Pet Care in Hot Weather

Aug 3, 2012 by Linda Sharp

A pet is there when others are not for some of us. Pets are beloved family members. As we age, pets provide constant companionship. As working people, pets often provide relief from the stress of the day when we get home. The items below offer some ideas that can keep your pet as safe and healthy as possible in extremely hot weather. Some of the suggestions should be a consideration in all kinds of weather.
#1. When to Water: Make water available at all times when possible. Allow your pet to determine how much to drink. Likewise, your pet may need potty spots more frequently.
#2. On-demand: If traveling, make serious effort to offer water every hour on the hour (or a similar schedule).
#3. Location: Place the water bowl in a familiar or predictable place so your pets know it’s for them.
#4. H2O: Bring large sacks of ice or 5 gallon jugs of water if traveling long distance.
#5. Shade and Breeze: Find shade for your pet – like humans, pets can under-estimate the toll hot weather takes on them. A breeze, a fan or air movement can lower risk to some degree.
#6. Outdoor Heat: Limit the amount of time your pets are out of doors. If you need to be out of the heat, your pet may need that more than you.
#7. Heat Stroke: Know the signs of over-exposure to heat and of heat stroke.
#8. Paw Protection: Have protective paw gear to protect your pet from hot surfaces and burns to their paws. Not only hot pavement and cement, but the ground and other surfaces easily burn paws, and can cause lasting damage and pain.
#9. Animal Attacks: Prevent risks from snake and other animal attacks on your pet. Know your area. If traveling, keep your pet close-by. Every year, thousands of pets are lost, and the reasons are many.
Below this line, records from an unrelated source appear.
//! Component decomposition by node id

use super::Analyzer;
use gfx_graph_algorithms::{strongly_connected_components, weakly_connected_components, Components};
use serde::{Deserialize, Serialize};
use std::fmt;
use tracing::debug;

#[derive(Debug, Clone, Copy, PartialEq, Eq, Default, Serialize, Deserialize)]
#[serde(rename_all = "lowercase")]
pub enum ComponentKind {
    /// Direction ignored
    #[default]
    Connected,
    /// Direction ignored; the usual name on directed graphs
    Weak,
    /// Mutual reachability along edge direction
    Strong,
}

impl fmt::Display for ComponentKind {
    fn fmt(&self, f: &mut fmt::Formatter<'_>) -> fmt::Result {
        f.write_str(match self {
            ComponentKind::Connected => "connected",
            ComponentKind::Weak => "weak",
            ComponentKind::Strong => "strong",
        })
    }
}

/// Components largest first, members in declaration order
#[derive(Debug, Clone, PartialEq, Serialize)]
pub struct ComponentInfo {
    pub kind: ComponentKind,
    pub num_components: usize,
    pub component_sizes: Vec<usize>,
    pub largest_component_size: usize,
    pub components: Vec<Vec<String>>,
}

impl<'g> Analyzer<'g> {
    pub fn components(&self, kind: ComponentKind) -> ComponentInfo {
        let view = self.graph.view();
        let found: Components = match kind {
            ComponentKind::Connected | ComponentKind::Weak => weakly_connected_components(view),
            ComponentKind::Strong => strongly_connected_components(view),
        };
        debug!(%kind, count = found.len(), "computed components");

        let component_sizes = found.sizes();
        let components = found
            .groups
            .iter()
            .map(|group| group.iter().map(|&i| self.id_of(i).to_string()).collect())
            .collect();

        ComponentInfo {
            kind,
            num_components: found.len(),
            largest_component_size: component_sizes.first().copied().unwrap_or(0),
            component_sizes,
            components,
        }
    }
}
#10. Shots: Inoculate your pet on schedule against predictable problems, from snake bites to desert fever to the range of health problems that prevention and required shots can prevent.
#11. Prevention: Stay alert to fireworks, loud noises, sonic booms, toxins, garbage, environmental dangers and other things from which your pet may sustain long-term side effects.
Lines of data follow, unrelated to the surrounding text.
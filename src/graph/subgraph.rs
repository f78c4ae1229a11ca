//! Subgraph extraction
//!
//! Both extractors copy the selected nodes and every edge with both
//! endpoints selected into a fresh [`Graph`]; the source graph is untouched.

use super::edge::Edge;
use super::store::{DocumentMeta, Graph};
use super::types::NodeIndex;
use crate::error::GfxResult;
use gfx_graph_algorithms::{bfs_distances, Direction};
use tracing::debug;

impl Graph {
    /// The center node plus every node within `radius` forward hops.
    pub fn ego_graph(&self, center: &str, radius: usize) -> GfxResult<Graph> {
        let center = self.require_node(center)?;
        let distances = bfs_distances(self.view(), center.0, Direction::Outgoing, Some(radius));
        let keep: Vec<bool> = distances.iter().map(Option::is_some).collect();
        Ok(self.extract(&keep))
    }

    /// Exactly the requested nodes. Fails on the first unknown id without
    /// building anything.
    pub fn induced_subgraph<S: AsRef<str>>(&self, ids: &[S]) -> GfxResult<Graph> {
        let mut keep = vec![false; self.node_count()];
        for id in ids {
            let index = self.require_node(id.as_ref())?;
            keep[index.0] = true;
        }
        Ok(self.extract(&keep))
    }

    fn extract(&self, keep: &[bool]) -> Graph {
        let mut meta: DocumentMeta = self.document_meta().clone();
        meta.description = Some(match &meta.description {
            Some(description) => format!("Subgraph of {}", description),
            None => "Subgraph".to_string(),
        });

        let mut builder = self.empty_like().meta(meta);

        // Old index -> new index for the kept nodes
        let mut remap: Vec<Option<NodeIndex>> = vec![None; keep.len()];
        for (old, node) in self.nodes().enumerate() {
            if keep[old] {
                remap[old] = Some(builder.add_node(node.clone()));
            }
        }

        for edge in self.edges() {
            if let (Some(source), Some(target)) = (remap[edge.source.0], remap[edge.target.0]) {
                builder.push_edge(Edge {
                    source,
                    target,
                    ..edge.clone()
                });
            }
        }

        let graph = builder.build();
        debug!(
            nodes = graph.node_count(),
            edges = graph.edge_count(),
            "extracted subgraph"
        );
        graph
    }
}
#12. Planning Ahead: Speak with your veterinarian ahead of encountering health problems, so that you know the costs and possible side effects of decisions you may face in the future.
#13. Health Insurance: Pet health insurance may be helpful in minimizing health care costs. Annual policies can start as low as $300. Speak with other pet owners and your veterinarian, as well as online or library resources before deciding. Remember, some vets may get a ‘kick-back’ from recommending you purchase a specific brand of insurance – leaving in question if that vet is completely objective. Because vets don’t accept and administer pet health insurance in lieu of payment, your vet probably has no true facts on how an insurance company has actually paid premiums. Read over policy coverage and exceptions so that you get what you expect.